Tissue-specific alternative splicing and expression of ATP1B2 gene
The Na+-K+-ATPase is an essential transport enzyme expressed in all animal tissues, where it generates ion gradients to maintain membrane potential and drive the transport of other solutes. It also balances metabolism and body temperature. In this study, the characterization of three novel bovine ATP1B2 splice variants, designated as ATP1B2-AS1, ATP1B2-AS2, and ATP1B2-AS3, is discussed. All three novel splice isoforms were derived from a complete transcript (ATP1B2-complete) by alternative splicing. The pattern of splicing to produce the ATP1B2-AS1 and ATP1B2-AS2 isoforms was intron retention; these isoforms were found in liver, kidney, muscle and breast tissues.

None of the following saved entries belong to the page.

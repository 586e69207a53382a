//! Call-to-stream bridge.
//!
//! [`CallStream`] runs one [`Call`] for one subscription and delivers its
//! outcome as a single-element stream: the [`Response`] followed by
//! completion, or a transport error.
//!
//! # Cancellation
//!
//! Once the call is enqueued, the bridge registers a dispose hook on the
//! subscription's [`Disposable`] that cancels the call if it has not
//! terminated yet. A subscription whose enqueue was rejected never cancels. Once disposed, the
//! completion callback drops whatever the call reports and the stream ends
//! without emitting. Dropping a stream that has not terminated disposes it.

use std::future::Future;
use std::pin::Pin;
use std::sync::Arc;
use std::sync::atomic::{AtomicBool, Ordering};
use std::task::{Context, Poll};

use callrx_core::{Call, CallError, Callback, Outcome, Response, TransportError};
use futures::Stream;
use futures::channel::oneshot;
use futures::task::AtomicWaker;

use crate::disposable::Disposable;

#[derive(Default)]
struct Shared {
    terminated: AtomicBool,
    waker: AtomicWaker,
}

enum State<T> {
    /// Subscribing failed; the error is delivered on the first poll.
    Failed(CallError),
    /// The call is in flight.
    Waiting(oneshot::Receiver<Outcome<T>>),
    /// The response was emitted; completion is next.
    Completing,
    Done,
}

/// A single-subscription stream over one execution of a [`Call`].
///
/// Yields exactly one of:
/// - `Ok(response)` then end of stream, for any response (2xx or not)
/// - `Err(CallError::Transport(_))`, when the call failed
/// - `Err(CallError::IllegalState(_))`, when the call was already executed
///
/// After the subscription is disposed the stream ends without emitting.
pub struct CallStream<T> {
    state: State<T>,
    disposable: Disposable,
    shared: Arc<Shared>,
}

impl<T: Send + 'static> CallStream<T> {
    /// Subscribe to `call`, starting it immediately.
    ///
    /// A call that was already executed is not run again; the returned
    /// stream fails with [`CallError::IllegalState`] instead.
    pub fn subscribe<C>(call: Arc<C>, disposable: &Disposable) -> Self
    where
        C: Call<Body = T>,
    {
        let shared = Arc::new(Shared::default());
        let stream = |state| Self {
            state,
            disposable: disposable.clone(),
            shared: shared.clone(),
        };

        if disposable.is_disposed() {
            return stream(State::Done);
        }

        if call.is_executed() {
            #[cfg(feature = "tracing")]
            tracing::debug!("subscribe rejected: call already executed");
            return stream(State::Failed(CallError::already_executed()));
        }

        let (tx, rx) = oneshot::channel();
        let guard = disposable.clone();
        let callback: Callback<T> = Box::new(move |outcome| {
            if guard.is_disposed() {
                #[cfg(feature = "tracing")]
                tracing::trace!("dropping call outcome after dispose");
                return;
            }
            let _ = tx.send(outcome);
        });

        #[cfg(feature = "tracing")]
        tracing::debug!("enqueueing call");

        if let Err(err) = call.enqueue(callback) {
            // The call belongs to whoever enqueued it; never cancel it from here.
            return stream(State::Failed(err));
        }

        {
            let shared = shared.clone();
            disposable.on_dispose(move || {
                if !shared.terminated.load(Ordering::Acquire) {
                    #[cfg(feature = "tracing")]
                    tracing::debug!("canceling in-flight call");
                    call.cancel();
                }
                shared.waker.wake();
            });
        }

        stream(State::Waiting(rx))
    }

    fn terminate(&mut self) {
        self.state = State::Done;
        self.shared.terminated.store(true, Ordering::Release);
    }
}

impl<T: Send + 'static> Stream for CallStream<T> {
    type Item = Result<Response<T>, CallError>;

    fn poll_next(self: Pin<&mut Self>, cx: &mut Context<'_>) -> Poll<Option<Self::Item>> {
        let this = self.get_mut();

        match std::mem::replace(&mut this.state, State::Done) {
            State::Failed(err) => {
                this.terminate();
                if this.disposable.is_disposed() {
                    return Poll::Ready(None);
                }
                Poll::Ready(Some(Err(err)))
            }
            State::Waiting(mut rx) => {
                if this.disposable.is_disposed() {
                    return Poll::Ready(None);
                }
                this.shared.waker.register(cx.waker());

                match Pin::new(&mut rx).poll(cx) {
                    Poll::Pending => {
                        this.state = State::Waiting(rx);
                        Poll::Pending
                    }
                    Poll::Ready(outcome) => {
                        this.shared.terminated.store(true, Ordering::Release);
                        if this.disposable.is_disposed() {
                            return Poll::Ready(None);
                        }
                        match outcome {
                            Ok(Ok(response)) => {
                                this.state = State::Completing;
                                Poll::Ready(Some(Ok(response)))
                            }
                            Ok(Err(err)) => Poll::Ready(Some(Err(err.into()))),
                            // The call dropped its callback without reporting.
                            Err(oneshot::Canceled) => {
                                Poll::Ready(Some(Err(TransportError::Canceled.into())))
                            }
                        }
                    }
                }
            }
            State::Completing | State::Done => {
                this.terminate();
                Poll::Ready(None)
            }
        }
    }
}

impl<T> Drop for CallStream<T> {
    fn drop(&mut self) {
        if !self.shared.terminated.load(Ordering::Acquire) {
            self.disposable.dispose();
        }
    }
}

impl<T> Unpin for CallStream<T> {}
//! Consumer side of a stream-shaped adaptation.

use std::pin::Pin;
use std::task::{Context, Poll};

use callrx_core::CallError;
use futures::Stream;

use crate::disposable::Disposable;
use crate::source::EventStream;

/// One active subscription to an adapted call.
///
/// A `Subscription` is a [`Stream`] of `Result<T, CallError>`. An `Err`
/// item is the terminal error; the stream ending without one is normal
/// completion.
///
/// # Cancellation
///
/// Call [`dispose`](Self::dispose) (or dispose a handle obtained from
/// [`disposable`](Self::disposable)) to cancel the underlying call. After
/// disposal the stream ends without emitting anything else, even if the
/// call races to completion. Dropping a subscription that has not
/// terminated disposes it.
///
/// # Example
///
/// ```ignore
/// use futures::StreamExt;
///
/// let mut subscription = observable.subscribe();
/// while let Some(item) = subscription.next().await {
///     match item {
///         Ok(body) => println!("got {body}"),
///         Err(e) => eprintln!("failed: {e}"),
///     }
/// }
/// ```
pub struct Subscription<T> {
    inner: EventStream<T>,
    disposable: Disposable,
    terminated: bool,
}

impl<T> Subscription<T> {
    pub(crate) fn new(inner: EventStream<T>, disposable: Disposable) -> Self {
        Self {
            inner,
            disposable,
            terminated: false,
        }
    }

    /// Get a handle that disposes this subscription.
    pub fn disposable(&self) -> Disposable {
        self.disposable.clone()
    }

    /// Dispose this subscription, canceling the call if it is in flight.
    pub fn dispose(&self) {
        self.disposable.dispose();
    }

    /// Returns true once this subscription has been disposed.
    pub fn is_disposed(&self) -> bool {
        self.disposable.is_disposed()
    }

    /// Returns true once a terminal event has been delivered.
    pub fn is_terminated(&self) -> bool {
        self.terminated
    }
}

impl<T> Stream for Subscription<T> {
    type Item = Result<T, CallError>;

    fn poll_next(self: Pin<&mut Self>, cx: &mut Context<'_>) -> Poll<Option<Self::Item>> {
        let this = self.get_mut();
        if this.terminated || this.disposable.is_disposed() {
            return Poll::Ready(None);
        }
        this.disposable.register(cx.waker());

        match this.inner.as_mut().poll_next(cx) {
            Poll::Ready(Some(Ok(value))) => {
                if this.disposable.is_disposed() {
                    #[cfg(feature = "tracing")]
                    tracing::trace!("suppressing value after dispose");
                    return Poll::Ready(None);
                }
                Poll::Ready(Some(Ok(value)))
            }
            Poll::Ready(Some(Err(err))) => {
                this.terminated = true;
                if this.disposable.is_disposed() {
                    return Poll::Ready(None);
                }
                Poll::Ready(Some(Err(err)))
            }
            Poll::Ready(None) => {
                this.terminated = true;
                Poll::Ready(None)
            }
            Poll::Pending => Poll::Pending,
        }
    }
}

impl<T> Drop for Subscription<T> {
    fn drop(&mut self) {
        if !self.terminated {
            self.disposable.dispose();
        }
    }
}

impl<T> std::fmt::Debug for Subscription<T> {
    fn fmt(&self, f: &mut std::fmt::Formatter<'_>) -> std::fmt::Result {
        f.debug_struct("Subscription")
            .field("disposed", &self.disposable.is_disposed())
            .field("terminated", &self.terminated)
            .finish_non_exhaustive()
    }
}

#[cfg(test)]
mod tests {
    use super::*;
    use futures::StreamExt;
    use futures::channel::mpsc;

    #[tokio::test]
    async fn test_error_is_terminal() {
        let events = futures::stream::iter(vec![
            Err(CallError::already_executed()),
            Ok("late"),
        ])
        .boxed();
        let mut subscription = Subscription::new(events, Disposable::new());

        assert!(subscription.next().await.unwrap().is_err());
        assert!(subscription.is_terminated());
        assert!(subscription.next().await.is_none());
    }

    #[tokio::test]
    async fn test_dispose_wakes_pending_consumer() {
        let (tx, rx) = mpsc::unbounded::<Result<&str, CallError>>();
        let mut subscription = Subscription::new(rx.boxed(), Disposable::new());
        let disposable = subscription.disposable();

        let consumer = tokio::spawn(async move { subscription.next().await.is_none() });
        tokio::task::yield_now().await;

        disposable.dispose();
        assert!(consumer.await.unwrap());

        // The upstream may still push; nobody sees it.
        let _ = tx.unbounded_send(Ok("late"));
    }

    #[test]
    fn test_drop_disposes_unless_terminated() {
        let disposable = Disposable::new();
        let subscription = Subscription::new(
            futures::stream::empty::<Result<(), CallError>>().boxed(),
            disposable.clone(),
        );
        drop(subscription);
        assert!(disposable.is_disposed());

        let disposable = Disposable::new();
        let mut subscription = Subscription::new(
            futures::stream::empty::<Result<(), CallError>>().boxed(),
            disposable.clone(),
        );
        assert!(futures::executor::block_on(subscription.next()).is_none());
        drop(subscription);
        assert!(!disposable.is_disposed());
    }
}
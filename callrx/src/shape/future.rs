use std::future::Future;
use std::pin::Pin;
use std::task::{Context, Poll, ready};

use callrx_core::CallError;
use futures::StreamExt;

use crate::subscription::Subscription;

/// Collapse a stream into at most one value.
///
/// Waits for the terminal event so that a second value is reported as
/// [`CallError::MultipleElements`] rather than silently truncated.
fn poll_at_most_one<T>(
    stream: &mut Subscription<T>,
    slot: &mut Option<T>,
    cx: &mut Context<'_>,
) -> Poll<Result<Option<T>, CallError>> {
    loop {
        match ready!(stream.poll_next_unpin(cx)) {
            Some(Ok(value)) => {
                if slot.is_some() {
                    stream.dispose();
                    return Poll::Ready(Err(CallError::MultipleElements));
                }
                *slot = Some(value);
            }
            Some(Err(err)) => return Poll::Ready(Err(err)),
            None => return Poll::Ready(Ok(slot.take())),
        }
    }
}

/// Resolves to the only value of the adapted call.
///
/// - an error before any value resolves to that error
/// - an empty stream resolves to [`CallError::NoElement`]
/// - a second value resolves to [`CallError::MultipleElements`]
///
/// Dropping the future cancels the call.
#[must_use = "futures do nothing unless polled"]
pub struct SingleFuture<T> {
    stream: Subscription<T>,
    value: Option<T>,
}

impl<T> SingleFuture<T> {
    pub(crate) fn new(stream: Subscription<T>) -> Self {
        Self {
            stream,
            value: None,
        }
    }
}

impl<T> Future for SingleFuture<T> {
    type Output = Result<T, CallError>;

    fn poll(self: Pin<&mut Self>, cx: &mut Context<'_>) -> Poll<Self::Output> {
        let this = self.get_mut();
        let value = ready!(poll_at_most_one(&mut this.stream, &mut this.value, cx))?;
        Poll::Ready(value.ok_or(CallError::NoElement))
    }
}

impl<T> Unpin for SingleFuture<T> {}

/// Resolves to the value of the adapted call, if there is one.
///
/// An empty stream resolves to `Ok(None)`. Errors and a second value are
/// reported as for [`SingleFuture`].
#[must_use = "futures do nothing unless polled"]
pub struct MaybeFuture<T> {
    stream: Subscription<T>,
    value: Option<T>,
}

impl<T> MaybeFuture<T> {
    pub(crate) fn new(stream: Subscription<T>) -> Self {
        Self {
            stream,
            value: None,
        }
    }
}

impl<T> Future for MaybeFuture<T> {
    type Output = Result<Option<T>, CallError>;

    fn poll(self: Pin<&mut Self>, cx: &mut Context<'_>) -> Poll<Self::Output> {
        let this = self.get_mut();
        poll_at_most_one(&mut this.stream, &mut this.value, cx)
    }
}

impl<T> Unpin for MaybeFuture<T> {}

/// Resolves when the adapted call terminates, discarding any value.
#[must_use = "futures do nothing unless polled"]
pub struct CompletableFuture {
    stream: Subscription<()>,
}

impl CompletableFuture {
    pub(crate) fn new(stream: Subscription<()>) -> Self {
        Self { stream }
    }
}

impl Future for CompletableFuture {
    type Output = Result<(), CallError>;

    fn poll(mut self: Pin<&mut Self>, cx: &mut Context<'_>) -> Poll<Self::Output> {
        loop {
            match ready!(self.stream.poll_next_unpin(cx)) {
                Some(Ok(())) => continue,
                Some(Err(err)) => return Poll::Ready(Err(err)),
                None => return Poll::Ready(Ok(())),
            }
        }
    }
}
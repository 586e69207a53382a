use std::pin::Pin;
use std::task::{Context, Poll, ready};

use callrx_core::{CallError, Response};
use futures::Stream;
use pin_project_lite::pin_project;

pin_project! {
    /// Unwraps response bodies, escalating unsuccessful responses.
    ///
    /// - A successful response yields its body.
    /// - An unsuccessful response yields [`CallError::Http`] and terminates
    ///   the stream; whatever the upstream reports afterwards is withheld.
    /// - Upstream errors and completion pass through unless the stream has
    ///   already terminated.
    pub struct BodyStream<S> {
        #[pin]
        upstream: S,
        terminated: bool,
    }
}

impl<S> BodyStream<S> {
    pub fn new(upstream: S) -> Self {
        Self {
            upstream,
            terminated: false,
        }
    }

    pub fn into_inner(self) -> S {
        self.upstream
    }
}

impl<S, T> Stream for BodyStream<S>
where
    S: Stream<Item = Result<Response<T>, CallError>>,
{
    type Item = Result<T, CallError>;

    fn poll_next(self: Pin<&mut Self>, cx: &mut Context<'_>) -> Poll<Option<Self::Item>> {
        let this = self.project();
        if *this.terminated {
            return Poll::Ready(None);
        }

        match ready!(this.upstream.poll_next(cx)) {
            Some(Ok(response)) => match response.into_result() {
                Ok(body) => Poll::Ready(Some(Ok(body))),
                Err(err) => {
                    #[cfg(feature = "tracing")]
                    tracing::debug!(code = err.code(), "escalating unsuccessful response");
                    *this.terminated = true;
                    Poll::Ready(Some(Err(CallError::Http(err))))
                }
            },
            Some(Err(err)) => {
                *this.terminated = true;
                Poll::Ready(Some(Err(err)))
            }
            None => {
                *this.terminated = true;
                Poll::Ready(None)
            }
        }
    }
}
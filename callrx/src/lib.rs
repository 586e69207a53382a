//! Adapt single-use HTTP calls into reactive shapes.
//!
//! This crate turns a [`Call`], an HTTP request that runs at most once and
//! reports its outcome through a callback, into one of five shapes:
//!
//! - [`Observable`]: a plain [`Stream`](futures::Stream) of values
//! - [`Flowable`]: a stream that keeps only the latest undelivered value
//! - [`Single`]: a future resolving to exactly one value
//! - [`Maybe`]: a future resolving to zero or one value
//! - [`Completable`]: a future resolving on completion only
//!
//! What the shape carries depends on the projection chosen on the
//! [`RxCallAdapterFactory`]: the raw [`Response`], only the body, or a
//! [`CallResult`] that never fails.
//!
//! ## Example
//!
//! ```ignore
//! use callrx::RxCallAdapterFactory;
//! use callrx::transport::{HyperTransport, StringConverter};
//!
//! let transport = HyperTransport::new()?;
//! let factory = RxCallAdapterFactory::create();
//!
//! // Body projection: a 404 fails with CallError::Http.
//! let call = transport.get("http://localhost:8080/greeting", StringConverter)?;
//! let greeting = factory.body(call).into_single().await?;
//!
//! // Result projection: transport failures become values.
//! let call = transport.get("http://localhost:8080/greeting", StringConverter)?;
//! let result = factory.result(call).into_single().await?;
//! match result {
//!     CallResult::Response(response) => println!("HTTP {}", response.code()),
//!     CallResult::Error(err) => eprintln!("no response: {err}"),
//! }
//! ```
//!
//! ## Stream Example
//!
//! ```ignore
//! use futures::StreamExt;
//!
//! let observable = factory.response(call).into_observable();
//! let mut subscription = observable.subscribe();
//! while let Some(item) = subscription.next().await {
//!     match item {
//!         Ok(response) if response.is_successful() => println!("ok"),
//!         Ok(response) => println!("HTTP {} {}", response.code(), response.reason()),
//!         Err(e) => eprintln!("failed: {e}"),
//!     }
//! }
//! ```
//!
//! ## Cancellation
//!
//! Every subscription owns a [`Disposable`]. Disposing it, or dropping the
//! subscription or future before it terminates, cancels the in-flight
//! call. After disposal nothing else is delivered, even if the call races
//! to completion.
//!
//! Shapes are cold: each subscription runs the call again. Calls are
//! single-use, so a second subscription fails with
//! [`CallError::IllegalState`] instead of sending a second request.
//!
//! ## Scheduling
//!
//! By default the call is started on the subscriber's task. A factory built
//! with a runtime [`Handle`](tokio::runtime::Handle) subscribes on that
//! runtime instead:
//!
//! ```ignore
//! let factory = RxCallAdapterFactory::builder()
//!     .scheduler(runtime.handle().clone())
//!     .build();
//! ```
//!
//! ## Feature Flags
//!
//! | Feature | Description |
//! |---------|-------------|
//! | `tracing` | Emit `tracing` events for subscriptions, cancellation and requests |

mod adapter;
mod bridge;
mod disposable;
mod scheduler;
mod shape;
mod source;
mod subscription;

pub mod projection;
pub mod transport;

#[cfg(test)]
mod test_support;

pub use adapter::{Adaptation, FactoryBuilder, RxCallAdapterFactory};
pub use bridge::CallStream;
pub use disposable::Disposable;
pub use scheduler::SubscribeOn;
pub use shape::{
    Adapted, Completable, CompletableFuture, Flowable, Latest, Maybe, MaybeFuture, Observable,
    ReturnShape, Single, SingleFuture,
};
pub use source::{BodySource, CallSource, EventStream, ResultSource, Source};
pub use subscription::Subscription;

// Re-export core types
pub use callrx_core::*;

For the ATP1B2-AS3 isoform, splicing was by exon inclusion and this isoform was only found in muscle tissue. As demonstrated by real-time polymerase chain reaction, the isoforms were all expressed at significantly lower levels than the complete ATP1B2 gene transcript in all the tissues studied. After heat-stress, the expression levels of the different transcripts were lower in different tissues; however, the expression of the ATP1B2-complete transcript increased in heart and lung tissues. The results of this research provide some useful information for further studies into the function of the bovine ATP1B2 gene. Alternative splicing (AS) is recognized as the major contributor to protein diversity from limited gene pool. ATP1B2-AS2 was the splice of intron retention found from ATP1B2 in liver, kidney, muscle and breast tissues. In the study, ATP1B2-AS2 showed that many of the amino acid residues were in an unfavorable energy environment. It is interesting to speculate that this may be the perfect transcript to respond to heat-stress. So, AS may become the appropriate pathway to tackle heat-stress and reduce the economic losses in cows.
Key words: ATP1B2 gene, alternative splicing, alternative splicing mechanism.